Task brief: Within the entries below, find every line that has the string "using", then copy it.

Material for this exercise:

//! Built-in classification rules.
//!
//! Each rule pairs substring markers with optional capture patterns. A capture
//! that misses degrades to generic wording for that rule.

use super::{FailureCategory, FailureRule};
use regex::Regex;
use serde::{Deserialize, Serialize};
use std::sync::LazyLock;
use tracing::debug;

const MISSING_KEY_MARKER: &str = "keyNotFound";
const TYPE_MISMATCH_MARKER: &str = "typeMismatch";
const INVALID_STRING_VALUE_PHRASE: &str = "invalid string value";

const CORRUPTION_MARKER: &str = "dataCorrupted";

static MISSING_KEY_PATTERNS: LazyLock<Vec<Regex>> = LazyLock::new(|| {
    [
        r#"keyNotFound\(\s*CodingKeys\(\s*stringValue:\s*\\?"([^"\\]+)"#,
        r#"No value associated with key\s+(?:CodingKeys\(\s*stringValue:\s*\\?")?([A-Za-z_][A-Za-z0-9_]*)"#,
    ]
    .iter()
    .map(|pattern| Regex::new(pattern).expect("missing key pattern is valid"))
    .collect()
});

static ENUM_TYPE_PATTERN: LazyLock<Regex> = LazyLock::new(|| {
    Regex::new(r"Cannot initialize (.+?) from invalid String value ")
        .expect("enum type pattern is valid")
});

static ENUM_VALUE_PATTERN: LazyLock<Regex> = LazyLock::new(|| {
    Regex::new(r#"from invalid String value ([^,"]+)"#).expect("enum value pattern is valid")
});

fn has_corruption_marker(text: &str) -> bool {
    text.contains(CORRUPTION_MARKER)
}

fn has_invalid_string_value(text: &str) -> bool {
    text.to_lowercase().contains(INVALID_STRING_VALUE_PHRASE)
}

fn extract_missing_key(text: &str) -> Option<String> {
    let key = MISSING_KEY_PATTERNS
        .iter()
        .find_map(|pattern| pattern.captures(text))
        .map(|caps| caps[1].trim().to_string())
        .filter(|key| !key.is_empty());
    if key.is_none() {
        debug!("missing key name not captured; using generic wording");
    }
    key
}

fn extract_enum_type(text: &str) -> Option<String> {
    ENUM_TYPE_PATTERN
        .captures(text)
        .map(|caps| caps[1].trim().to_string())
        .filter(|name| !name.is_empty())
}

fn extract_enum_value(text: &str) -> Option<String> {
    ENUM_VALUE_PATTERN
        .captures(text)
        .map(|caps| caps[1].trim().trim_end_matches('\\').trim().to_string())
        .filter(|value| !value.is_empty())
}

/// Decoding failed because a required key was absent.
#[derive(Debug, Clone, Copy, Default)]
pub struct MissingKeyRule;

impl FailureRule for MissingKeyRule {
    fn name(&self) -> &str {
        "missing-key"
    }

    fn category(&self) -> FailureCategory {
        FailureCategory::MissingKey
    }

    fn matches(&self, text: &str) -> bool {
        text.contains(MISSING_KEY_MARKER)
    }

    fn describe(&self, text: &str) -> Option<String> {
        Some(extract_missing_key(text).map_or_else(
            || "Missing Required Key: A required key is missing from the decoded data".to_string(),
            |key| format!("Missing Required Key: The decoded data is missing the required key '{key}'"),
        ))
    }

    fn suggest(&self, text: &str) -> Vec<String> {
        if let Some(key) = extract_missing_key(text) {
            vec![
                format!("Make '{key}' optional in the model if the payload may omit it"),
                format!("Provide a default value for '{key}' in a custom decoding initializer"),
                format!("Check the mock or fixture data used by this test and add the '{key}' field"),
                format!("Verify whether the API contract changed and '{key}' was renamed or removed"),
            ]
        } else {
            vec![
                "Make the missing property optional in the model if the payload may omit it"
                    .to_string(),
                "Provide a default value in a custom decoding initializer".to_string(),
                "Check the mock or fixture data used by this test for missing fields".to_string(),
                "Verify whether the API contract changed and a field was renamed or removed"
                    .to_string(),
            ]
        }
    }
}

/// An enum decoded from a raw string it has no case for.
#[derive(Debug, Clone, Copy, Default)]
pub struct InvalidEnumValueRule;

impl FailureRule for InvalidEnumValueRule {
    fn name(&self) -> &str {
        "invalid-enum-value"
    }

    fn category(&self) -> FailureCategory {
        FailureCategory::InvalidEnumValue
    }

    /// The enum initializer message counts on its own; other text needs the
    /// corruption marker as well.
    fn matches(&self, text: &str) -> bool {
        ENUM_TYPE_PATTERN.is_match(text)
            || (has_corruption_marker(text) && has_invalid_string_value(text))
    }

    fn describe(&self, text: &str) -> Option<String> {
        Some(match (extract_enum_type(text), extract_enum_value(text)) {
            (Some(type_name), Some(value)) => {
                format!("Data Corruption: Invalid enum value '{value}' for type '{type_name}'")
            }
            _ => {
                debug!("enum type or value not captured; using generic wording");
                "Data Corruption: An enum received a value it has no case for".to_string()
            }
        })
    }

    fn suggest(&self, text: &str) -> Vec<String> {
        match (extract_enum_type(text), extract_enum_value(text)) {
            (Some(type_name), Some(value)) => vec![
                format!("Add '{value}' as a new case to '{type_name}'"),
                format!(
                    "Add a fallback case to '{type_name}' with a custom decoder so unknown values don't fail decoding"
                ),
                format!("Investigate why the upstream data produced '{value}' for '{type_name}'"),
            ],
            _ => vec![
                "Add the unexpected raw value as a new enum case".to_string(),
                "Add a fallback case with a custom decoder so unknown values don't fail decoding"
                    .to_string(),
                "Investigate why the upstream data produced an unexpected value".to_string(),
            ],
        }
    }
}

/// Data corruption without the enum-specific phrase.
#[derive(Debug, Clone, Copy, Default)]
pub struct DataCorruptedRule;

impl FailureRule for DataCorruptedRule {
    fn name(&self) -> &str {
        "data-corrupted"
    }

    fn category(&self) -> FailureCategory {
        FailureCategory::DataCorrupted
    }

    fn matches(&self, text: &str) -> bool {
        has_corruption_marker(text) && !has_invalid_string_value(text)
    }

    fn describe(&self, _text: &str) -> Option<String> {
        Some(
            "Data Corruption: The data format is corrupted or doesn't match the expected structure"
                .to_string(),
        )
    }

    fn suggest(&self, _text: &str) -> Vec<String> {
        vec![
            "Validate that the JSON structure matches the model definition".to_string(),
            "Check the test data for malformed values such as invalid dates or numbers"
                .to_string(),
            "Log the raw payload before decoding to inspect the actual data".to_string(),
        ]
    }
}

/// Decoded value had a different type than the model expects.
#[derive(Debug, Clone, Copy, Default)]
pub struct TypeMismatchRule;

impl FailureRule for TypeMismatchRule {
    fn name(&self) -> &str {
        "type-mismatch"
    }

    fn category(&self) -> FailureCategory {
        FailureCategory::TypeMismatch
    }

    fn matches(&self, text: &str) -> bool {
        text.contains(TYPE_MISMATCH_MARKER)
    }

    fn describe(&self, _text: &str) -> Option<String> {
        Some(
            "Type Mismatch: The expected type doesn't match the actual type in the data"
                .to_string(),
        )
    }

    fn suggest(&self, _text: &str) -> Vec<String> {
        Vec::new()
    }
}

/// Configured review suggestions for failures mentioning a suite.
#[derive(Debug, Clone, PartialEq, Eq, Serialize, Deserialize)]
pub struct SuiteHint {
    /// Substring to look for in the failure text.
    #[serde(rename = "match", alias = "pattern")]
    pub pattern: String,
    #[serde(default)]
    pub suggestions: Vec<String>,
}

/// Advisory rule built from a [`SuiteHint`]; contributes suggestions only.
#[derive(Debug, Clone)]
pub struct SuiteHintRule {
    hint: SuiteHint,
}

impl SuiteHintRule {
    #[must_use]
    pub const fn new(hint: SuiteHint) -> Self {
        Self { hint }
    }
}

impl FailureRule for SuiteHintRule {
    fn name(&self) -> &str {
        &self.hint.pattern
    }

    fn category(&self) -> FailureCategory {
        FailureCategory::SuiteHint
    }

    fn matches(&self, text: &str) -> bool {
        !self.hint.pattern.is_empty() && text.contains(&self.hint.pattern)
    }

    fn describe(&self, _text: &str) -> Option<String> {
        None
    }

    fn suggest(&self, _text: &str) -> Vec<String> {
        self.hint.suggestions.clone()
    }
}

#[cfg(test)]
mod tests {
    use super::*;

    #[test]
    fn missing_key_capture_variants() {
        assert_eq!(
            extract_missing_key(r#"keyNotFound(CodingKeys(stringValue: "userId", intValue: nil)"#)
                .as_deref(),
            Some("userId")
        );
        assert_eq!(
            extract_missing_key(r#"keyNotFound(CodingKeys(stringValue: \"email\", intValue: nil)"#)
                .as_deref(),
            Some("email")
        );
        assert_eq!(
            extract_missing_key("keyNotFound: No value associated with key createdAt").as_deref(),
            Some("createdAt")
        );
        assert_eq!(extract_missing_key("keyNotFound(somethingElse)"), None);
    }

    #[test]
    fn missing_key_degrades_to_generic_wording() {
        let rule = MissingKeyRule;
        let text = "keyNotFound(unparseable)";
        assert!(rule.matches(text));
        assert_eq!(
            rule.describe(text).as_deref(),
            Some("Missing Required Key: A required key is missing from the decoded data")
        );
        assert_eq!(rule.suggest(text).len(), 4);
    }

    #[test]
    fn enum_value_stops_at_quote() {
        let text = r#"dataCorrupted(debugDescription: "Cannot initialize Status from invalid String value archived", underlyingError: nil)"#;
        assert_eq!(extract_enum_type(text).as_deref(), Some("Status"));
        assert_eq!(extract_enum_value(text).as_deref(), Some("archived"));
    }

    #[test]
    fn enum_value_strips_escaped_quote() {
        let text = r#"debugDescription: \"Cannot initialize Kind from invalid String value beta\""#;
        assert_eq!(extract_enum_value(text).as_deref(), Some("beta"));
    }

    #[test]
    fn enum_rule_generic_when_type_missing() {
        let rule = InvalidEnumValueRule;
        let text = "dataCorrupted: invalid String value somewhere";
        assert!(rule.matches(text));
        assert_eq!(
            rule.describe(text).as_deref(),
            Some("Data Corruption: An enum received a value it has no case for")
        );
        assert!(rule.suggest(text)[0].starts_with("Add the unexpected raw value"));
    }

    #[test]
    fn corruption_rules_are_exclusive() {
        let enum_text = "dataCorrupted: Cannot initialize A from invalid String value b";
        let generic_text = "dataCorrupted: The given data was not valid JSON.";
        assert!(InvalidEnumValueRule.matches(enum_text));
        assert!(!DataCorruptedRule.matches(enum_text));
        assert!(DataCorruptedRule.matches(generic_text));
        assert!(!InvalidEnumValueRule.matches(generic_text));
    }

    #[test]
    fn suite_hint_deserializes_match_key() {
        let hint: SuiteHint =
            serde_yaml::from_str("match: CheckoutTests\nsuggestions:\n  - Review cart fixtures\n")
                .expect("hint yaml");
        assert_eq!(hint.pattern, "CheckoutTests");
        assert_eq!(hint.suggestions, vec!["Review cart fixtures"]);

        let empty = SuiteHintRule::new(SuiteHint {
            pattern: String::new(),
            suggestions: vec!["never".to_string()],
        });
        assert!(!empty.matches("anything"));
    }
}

Exercise result:
        debug!("missing key name not captured; using generic wording");
                debug!("enum type or value not captured; using generic wording");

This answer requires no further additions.